↓

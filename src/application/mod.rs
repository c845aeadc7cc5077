// src/application/mod.rs
//
// Application Layer
//
// ARCHITECTURE:
// - Wires dispatcher, catalog and notification center explicitly
// - Nothing is registered globally; consumers receive what they need
// - Translates failures into UI-facing shapes

pub mod error_handling;
pub mod state;

pub use error_handling::{ErrorResponse, ErrorType, NotifyOnError, ToErrorResponse};
pub use state::AppState;
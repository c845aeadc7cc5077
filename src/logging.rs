// src/logging.rs
//
// Diagnostic output for binaries.
//
// Library code logs through the `log` facade; this installs a fmt
// subscriber that also receives those records. Filtering follows RUST_LOG,
// defaulting to `info`.

use tracing_subscriber::layer::SubscriberExt;
use tracing_subscriber::util::SubscriberInitExt;
use tracing_subscriber::EnvFilter;

pub fn init_logging() -> Result<(), tracing_subscriber::util::TryInitError> {
    let filter = EnvFilter::try_from_default_env().unwrap_or_else(|_| EnvFilter::new("info"));

    tracing_subscriber::registry()
        .with(filter)
        .with(tracing_subscriber::fmt::layer())
        .try_init()
}
// src/notifications/mod.rs
//
// Transient on-screen notifications ("toasts").
//
// Independent of the request layer: callers decide when an outcome is worth
// surfacing and hand the message to a NotificationCenter.

pub mod center;
pub mod severity;
pub mod stylesheet;
pub mod surface;
pub mod terminal;
pub mod toast;

pub use center::NotificationCenter;
pub use severity::Severity;
pub use stylesheet::{stylesheet, STYLESHEET_ID};
pub use surface::{MemorySurface, Surface};
pub use terminal::TerminalSurface;
pub use toast::{Notification, NotificationId};
// src/lib.rs
// Civil Shield - client access layer for the emergency-management backend
//
// Architecture:
// - Dispatcher: one place where requests are sent and failures normalized
// - Catalog: pure argument → request translators per resource group
// - Notifications: transient toasts, independent of the request layer
// - Explicit wiring: no globals, state is passed to whoever needs it

// ============================================================================
// FOUNDATION
// ============================================================================

pub mod config;
pub mod error;
pub mod formatting;
pub mod integrations;
pub mod logging;

// ============================================================================
// BACKEND SURFACE
// ============================================================================

pub mod catalog;
pub mod services;

// ============================================================================
// PRESENTATION
// ============================================================================

pub mod application;
pub mod notifications;

// ============================================================================
// PUBLIC API - Configuration & Errors
// ============================================================================

pub use config::{ApiConfig, CatalogDefaults, NotificationConfig};
pub use error::{ApiError, ApiResult, ConfigError, TransportFailure};

// ============================================================================
// PUBLIC API - Request Dispatch
// ============================================================================

pub use integrations::{
    HttpRequest, HttpResponse, Method, ReqwestTransport, RequestConfig, RequestDispatcher,
    Transport,
};

// ============================================================================
// PUBLIC API - Endpoint Catalog
// ============================================================================

pub use catalog::{
    AnalyticsApi, AnomalyReport, CitizenApi, DashboardApi, EndpointCatalog, HealthApi,
    InventoryApi, LogisticsApi, PositionUpdate, ShelterNeeds, SupplyCalculation,
};

// ============================================================================
// PUBLIC API - Notifications & Formatting
// ============================================================================

pub use formatting::{format_date, format_date_in, format_time, format_time_in, Timestamp};
pub use notifications::{
    MemorySurface, Notification, NotificationCenter, NotificationId, Severity, Surface,
    TerminalSurface,
};

// ============================================================================
// PUBLIC API - Application Layer
// ============================================================================

pub use application::{AppState, ErrorResponse, ErrorType, NotifyOnError, ToErrorResponse};
pub use services::{ConnectivityReport, ConnectivityService, Probe, ProbeOutcome, ProbeResult};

↑

*Exercise objective:* The reply must contain each line of the material, reproduced faithfully.

*Written response:*
filename src/application/mod.rs
repository c845aeadc7cc5077
// src/application/mod.rs
//
// Application Layer
//
// ARCHITECTURE:
// - Wires dispatcher, catalog and notification center explicitly
// - Nothing is registered globally; consumers receive what they need
// - Translates failures into UI-facing shapes

pub mod error_handling;
pub mod state;

pub use error_handling::{ErrorResponse, ErrorType, NotifyOnError, ToErrorResponse};
pub use state::AppState;
repository c845aeadc7cc5077
filename src/logging.rs
// src/logging.rs
//
// Diagnostic output for binaries.
//
// Library code logs through the `log` facade; this installs a fmt
// subscriber that also receives those records. Filtering follows RUST_LOG,
// defaulting to `info`.

use tracing_subscriber::layer::SubscriberExt;
use tracing_subscriber::util::SubscriberInitExt;
use tracing_subscriber::EnvFilter;

pub fn init_logging() -> Result<(), tracing_subscriber::util::TryInitError> {
    let filter = EnvFilter::try_from_default_env().unwrap_or_else(|_| EnvFilter::new("info"));

    tracing_subscriber::registry()
        .with(filter)
        .with(tracing_subscriber::fmt::layer())
        .try_init()
}
// src/notifications/mod.rs
//
// Transient on-screen notifications ("toasts").
//
// Independent of the request layer: callers decide when an outcome is worth
// surfacing and hand the message to a NotificationCenter.

pub mod center;
pub mod severity;
pub mod stylesheet;
pub mod surface;
pub mod terminal;
pub mod toast;

pub use center::NotificationCenter;
pub use severity::Severity;
pub use stylesheet::{stylesheet, STYLESHEET_ID};
pub use surface::{MemorySurface, Surface};
pub use terminal::TerminalSurface;
pub use toast::{Notification, NotificationId};
// src/lib.rs
// Civil Shield - client access layer for the emergency-management backend
//
// Architecture:
// - Dispatcher: one place where requests are sent and failures normalized
// - Catalog: pure argument → request translators per resource group
// - Notifications: transient toasts, independent of the request layer
// - Explicit wiring: no globals, state is passed to whoever needs it

// ============================================================================
// FOUNDATION
// ============================================================================

pub mod config;
pub mod error;
pub mod formatting;
pub mod integrations;
pub mod logging;

// ============================================================================
// BACKEND SURFACE
// ============================================================================

pub mod catalog;
pub mod services;

// ============================================================================
// PRESENTATION
// ============================================================================

pub mod application;
pub mod notifications;

// ============================================================================
// PUBLIC API - Configuration & Errors
// ============================================================================

pub use config::{ApiConfig, CatalogDefaults, NotificationConfig};
pub use error::{ApiError, ApiResult, ConfigError, TransportFailure};

// ============================================================================
// PUBLIC API - Request Dispatch
// ============================================================================

pub use integrations::{
    HttpRequest, HttpResponse, Method, ReqwestTransport, RequestConfig, RequestDispatcher,
    Transport,
};

// ============================================================================
// PUBLIC API - Endpoint Catalog
// ============================================================================

pub use catalog::{
    AnalyticsApi, AnomalyReport, CitizenApi, DashboardApi, EndpointCatalog, HealthApi,
    InventoryApi, LogisticsApi, PositionUpdate, ShelterNeeds, SupplyCalculation,
};

// ============================================================================
// PUBLIC API - Notifications & Formatting
// ============================================================================

pub use formatting::{format_date, format_date_in, format_time, format_time_in, Timestamp};
pub use notifications::{
    MemorySurface, Notification, NotificationCenter, NotificationId, Severity, Surface,
    TerminalSurface,
};

// ============================================================================
// PUBLIC API - Application Layer
// ============================================================================

pub use application::{AppState, ErrorResponse, ErrorType, NotifyOnError, ToErrorResponse};
pub use services::{ConnectivityReport, ConnectivityService, Probe, ProbeOutcome, ProbeResult};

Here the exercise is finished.